Below is a listing. Copy each line of it that holds the word "Result".
___
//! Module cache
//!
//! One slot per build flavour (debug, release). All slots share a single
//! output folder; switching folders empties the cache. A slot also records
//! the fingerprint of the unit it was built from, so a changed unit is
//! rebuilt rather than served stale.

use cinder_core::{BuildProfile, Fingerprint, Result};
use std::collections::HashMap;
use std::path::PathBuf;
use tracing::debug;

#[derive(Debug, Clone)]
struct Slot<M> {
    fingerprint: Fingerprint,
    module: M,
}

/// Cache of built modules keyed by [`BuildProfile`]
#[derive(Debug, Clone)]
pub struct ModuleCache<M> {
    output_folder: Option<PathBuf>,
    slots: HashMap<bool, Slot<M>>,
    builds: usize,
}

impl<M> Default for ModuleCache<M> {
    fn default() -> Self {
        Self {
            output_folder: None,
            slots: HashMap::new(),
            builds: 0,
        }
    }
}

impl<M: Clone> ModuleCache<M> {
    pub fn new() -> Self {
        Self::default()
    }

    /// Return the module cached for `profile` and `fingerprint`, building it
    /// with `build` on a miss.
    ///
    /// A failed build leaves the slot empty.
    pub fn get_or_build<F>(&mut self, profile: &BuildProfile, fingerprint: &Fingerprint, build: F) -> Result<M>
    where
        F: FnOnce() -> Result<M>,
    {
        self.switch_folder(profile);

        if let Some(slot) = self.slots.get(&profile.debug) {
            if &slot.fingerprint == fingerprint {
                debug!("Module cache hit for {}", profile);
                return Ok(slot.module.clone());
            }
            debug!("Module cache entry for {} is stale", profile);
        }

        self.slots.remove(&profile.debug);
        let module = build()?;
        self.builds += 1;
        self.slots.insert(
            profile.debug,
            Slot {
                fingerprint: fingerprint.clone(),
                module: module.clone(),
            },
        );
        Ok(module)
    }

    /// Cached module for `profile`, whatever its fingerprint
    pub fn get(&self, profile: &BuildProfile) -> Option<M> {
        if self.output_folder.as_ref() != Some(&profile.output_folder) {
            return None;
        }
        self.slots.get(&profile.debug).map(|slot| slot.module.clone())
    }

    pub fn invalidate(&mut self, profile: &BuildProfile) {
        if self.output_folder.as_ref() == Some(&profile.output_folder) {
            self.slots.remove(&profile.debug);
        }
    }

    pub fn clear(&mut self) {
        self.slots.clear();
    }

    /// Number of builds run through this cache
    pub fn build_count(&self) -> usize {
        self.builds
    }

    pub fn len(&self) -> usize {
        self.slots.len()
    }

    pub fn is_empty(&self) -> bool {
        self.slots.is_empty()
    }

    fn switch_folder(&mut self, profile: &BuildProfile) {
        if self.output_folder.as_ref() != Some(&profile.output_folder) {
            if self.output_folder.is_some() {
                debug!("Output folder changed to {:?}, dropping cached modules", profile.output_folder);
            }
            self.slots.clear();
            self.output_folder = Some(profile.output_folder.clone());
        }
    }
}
___
> _Worked solution_:
use cinder_core::{BuildProfile, Fingerprint, Result};
    pub fn get_or_build<F>(&mut self, profile: &BuildProfile, fingerprint: &Fingerprint, build: F) -> Result<M>
        F: FnOnce() -> Result<M>,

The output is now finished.